◆ **What is being asked**: Starting at the line that holds "self.arguments.get(name)" and stopping at the line that holds "for argument in", restate the records below word for word, with both of those lines included.

◆ **Saved entries**:
//! Process graph type definitions
//!
//! This module defines the client-facing graph model: named nodes whose
//! arguments are literals or `{"from_node": ...}` references to other nodes.

use serde::{Deserialize, Serialize};
use serde_json::{Map, Value};
use std::collections::BTreeMap;

use crate::error::{DriverError, Result};

/// A process graph with its optional metadata
#[derive(Debug, Clone, Deserialize, Serialize, Default, PartialEq)]
pub struct ProcessGraph {
    #[serde(default, skip_serializing_if = "Option::is_none")]
    pub id: Option<String>,
    #[serde(default, skip_serializing_if = "Option::is_none")]
    pub summary: Option<String>,
    #[serde(default, skip_serializing_if = "Option::is_none")]
    pub description: Option<String>,
    /// Nodes keyed by their name
    #[serde(default)]
    pub process_graph: BTreeMap<String, ProcessNode>,
}

impl ProcessGraph {
    /// Create a graph from `(name, node)` pairs
    pub fn from_nodes<I, S>(nodes: I) -> Self
    where
        I: IntoIterator<Item = (S, ProcessNode)>,
        S: Into<String>,
    {
        Self {
            process_graph: nodes.into_iter().map(|(k, v)| (k.into(), v)).collect(),
            ..Default::default()
        }
    }

    pub fn node(&self, name: &str) -> Option<&ProcessNode> {
        self.process_graph.get(name)
    }

    /// Name of the node whose outputs are the graph's outputs.
    ///
    /// This is the node flagged `"result": true`; a graph with a single node
    /// may omit the flag.
    pub fn result_node(&self) -> Result<&str> {
        let flagged: Vec<&str> = self
            .process_graph
            .iter()
            .filter(|(_, node)| node.result)
            .map(|(name, _)| name.as_str())
            .collect();

        match flagged.as_slice() {
            [name] => Ok(*name),
            [] if self.process_graph.len() == 1 => Ok(self
                .process_graph
                .keys()
                .next()
                .map(String::as_str)
                .unwrap_or_default()),
            [] => Err(DriverError::InvalidJob(
                "The process graph has no result node".to_string(),
            )),
            many => Err(DriverError::InvalidJob(format!(
                "The process graph has more than one result node: {}",
                many.join(", ")
            ))),
        }
    }
}

/// A node in the process graph
#[derive(Debug, Clone, Deserialize, Serialize, PartialEq)]
pub struct ProcessNode {
    /// Id of the process in the registry
    pub process_id: String,
    #[serde(default)]
    pub arguments: BTreeMap<String, Argument>,
    /// Marks the result node of the graph
    #[serde(default, skip_serializing_if = "is_false")]
    pub result: bool,
    #[serde(default, skip_serializing_if = "Option::is_none")]
    pub description: Option<String>,
}

fn is_false(value: &bool) -> bool {
    !*value
}

impl ProcessNode {
    pub fn new(process_id: impl Into<String>) -> Self {
        Self {
            process_id: process_id.into(),
            arguments: BTreeMap::new(),
            result: false,
            description: None,
        }
    }

    pub fn with_argument(mut self, name: &str, argument: impl Into<Argument>) -> Self {
        self.arguments.insert(name.to_string(), argument.into());
        self
    }

    pub fn as_result(mut self) -> Self {
        self.result = true;
        self
    }

    pub fn argument(&self, name: &str) -> Option<&Argument> {
        self.arguments.get(name)
    }

    /// Names of the nodes this node consumes, without duplicates, in argument order
    pub fn parents(&self) -> Vec<&str> {
        let mut parents: Vec<&str> = Vec::new();
        for argument in self.arguments.values() {
            for name in argument.references() {
                if !parents.contains(&name) {
                    parents.push(name);
                }
            }
        }
        parents
    }
}

/// Reference to the output of another node
#[derive(Debug, Clone, Deserialize, Serialize, PartialEq, Eq)]
#[serde(deny_unknown_fields)]
pub struct NodeReference {
    pub from_node: String,
}

/// Value of a node argument
#[derive(Debug, Clone, Deserialize, Serialize, PartialEq)]
#[serde(untagged)]
pub enum Argument {
    /// `{"from_node": "<name>"}`
    Reference(NodeReference),
    /// Array that may contain references
    Array(Vec<Argument>),
    /// Object that may contain references
    Object(BTreeMap<String, Argument>),
    /// Any other JSON value
    Literal(Value),
}

impl Argument {
    /// Create a reference to another node
    pub fn from_node(name: &str) -> Self {
        Self::Reference(NodeReference {
            from_node: name.to_string(),
        })
    }

    /// The referenced node when this argument is a plain reference
    pub fn as_reference(&self) -> Option<&str> {
        match self {
            Self::Reference(r) => Some(&r.from_node),
            _ => None,
        }
    }

    /// True for a reference or a non-empty array made only of references
    pub fn is_reference_list(&self) -> bool {
        match self {
            Self::Reference(_) => true,
            Self::Array(items) => {
                !items.is_empty() && items.iter().all(|i| matches!(i, Self::Reference(_)))
            }
            _ => false,
        }
    }

    /// All referenced node names in document order
    pub fn references(&self) -> Vec<&str> {
        let mut names = Vec::new();
        self.collect_references(&mut names);
        names
    }

    fn collect_references<'a>(&'a self, names: &mut Vec<&'a str>) {
        match self {
            Self::Reference(r) => names.push(&r.from_node),
            Self::Array(items) => items.iter().for_each(|i| i.collect_references(names)),
            Self::Object(map) => map.values().for_each(|v| v.collect_references(names)),
            Self::Literal(_) => {}
        }
    }

    /// Convert back to plain JSON
    pub fn to_value(&self) -> Value {
        match self {
            Self::Reference(r) => {
                let mut map = Map::new();
                map.insert("from_node".to_string(), Value::String(r.from_node.clone()));
                Value::Object(map)
            }
            Self::Array(items) => Value::Array(items.iter().map(Argument::to_value).collect()),
            Self::Object(map) => Value::Object(
                map.iter()
                    .map(|(k, v)| (k.clone(), v.to_value()))
                    .collect(),
            ),
            Self::Literal(v) => v.clone(),
        }
    }
}

impl From<Value> for Argument {
    fn from(value: Value) -> Self {
        // Re-run the untagged classification so nested references are found
        serde_json::from_value(value.clone()).unwrap_or(Self::Literal(value))
    }
}

#[cfg(test)]
mod tests {
    use super::*;
    use serde_json::json;

    #[test]
    fn test_argument_deserialize_reference() {
        let arg: Argument = serde_json::from_value(json!({"from_node": "load"})).unwrap();
        assert_eq!(arg.as_reference(), Some("load"));
    }

    #[test]
    fn test_argument_deserialize_literals() {
        let arg: Argument = serde_json::from_value(json!(6)).unwrap();
        assert_eq!(arg, Argument::Literal(json!(6)));

        let arg: Argument = serde_json::from_value(json!(["2015-01-01", null])).unwrap();
        assert_eq!(arg.to_value(), json!(["2015-01-01", null]));
        assert!(arg.references().is_empty());
    }

    #[test]
    fn test_reference_with_extra_keys_is_object() {
        let arg: Argument =
            serde_json::from_value(json!({"from_node": "a", "other": 1})).unwrap();
        assert!(arg.as_reference().is_none());
        assert_eq!(arg.references(), vec!["a"]);
    }

    #[test]
    fn test_nested_references_in_document_order() {
        let arg: Argument = serde_json::from_value(json!([
            {"from_node": "b"},
            {"inner": {"from_node": "a"}}
        ]))
        .unwrap();
        assert_eq!(arg.references(), vec!["b", "a"]);
    }

    #[test]
    fn test_reference_list() {
        assert!(Argument::from_node("a").is_reference_list());
        let both = Argument::from(json!([{"from_node": "a"}, {"from_node": "b"}]));
        assert!(both.is_reference_list());
        assert!(!Argument::from(json!([{"from_node": "a"}, "x"])).is_reference_list());
        assert!(!Argument::from(json!({"inner": {"from_node": "a"}})).is_reference_list());
        assert!(!Argument::from(json!([])).is_reference_list());
    }

    #[test]
    fn test_argument_from_value() {
        let arg = Argument::from(json!({"from_node": "x"}));
        assert_eq!(arg.as_reference(), Some("x"));
        assert_eq!(arg.to_value(), json!({"from_node": "x"}));
    }

    #[test]
    fn test_node_parents_deduplicated() {
        let node = ProcessNode::new("merge")
            .with_argument("a", Argument::from_node("load"))
            .with_argument("b", Argument::from_node("load"))
            .with_argument("c", Argument::from_node("other"));
        assert_eq!(node.parents(), vec!["load", "other"]);
    }

    #[test]
    fn test_deserialize_graph() {
        let graph: ProcessGraph = serde_json::from_value(json!({
            "process_graph": {
                "load": {
                    "process_id": "load_collection",
                    "arguments": {"id": "nc_spm_08.landsat.strds.lsat5_1987_10"}
                },
                "filter": {
                    "process_id": "filter_temporal",
                    "arguments": {
                        "data": {"from_node": "load"},
                        "extent": ["2001-01-01", "2005-01-01"]
                    },
                    "result": true
                }
            }
        }))
        .unwrap();

        assert_eq!(graph.process_graph.len(), 2);
        assert_eq!(graph.result_node().unwrap(), "filter");
        assert_eq!(graph.node("filter").unwrap().parents(), vec!["load"]);
    }

    #[test]
    fn test_single_node_graph_is_its_own_result() {
        let graph = ProcessGraph::from_nodes([("only", ProcessNode::new("load_collection"))]);
        assert_eq!(graph.result_node().unwrap(), "only");
    }

    #[test]
    fn test_result_node_errors() {
        let graph = ProcessGraph::from_nodes([
            ("a", ProcessNode::new("load_collection")),
            ("b", ProcessNode::new("load_collection")),
        ]);
        assert_eq!(graph.result_node().unwrap_err().kind(), "InvalidJob");

        let graph = ProcessGraph::from_nodes([
            ("a", ProcessNode::new("load_collection").as_result()),
            ("b", ProcessNode::new("load_collection").as_result()),
        ]);
        assert_eq!(graph.result_node().unwrap_err().kind(), "InvalidJob");
    }

    #[test]
    fn test_result_flag_not_serialized_when_false() {
        let node = ProcessNode::new("hants");
        let value = serde_json::to_value(&node).unwrap();
        assert!(value.get("result").is_none());
    }
}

◆ **Output of the exercise**:
        self.arguments.get(name)
    }

    /// Names of the nodes this node consumes, without duplicates, in argument order
    pub fn parents(&self) -> Vec<&str> {
        let mut parents: Vec<&str> = Vec::new();
        for argument in self.arguments.values() {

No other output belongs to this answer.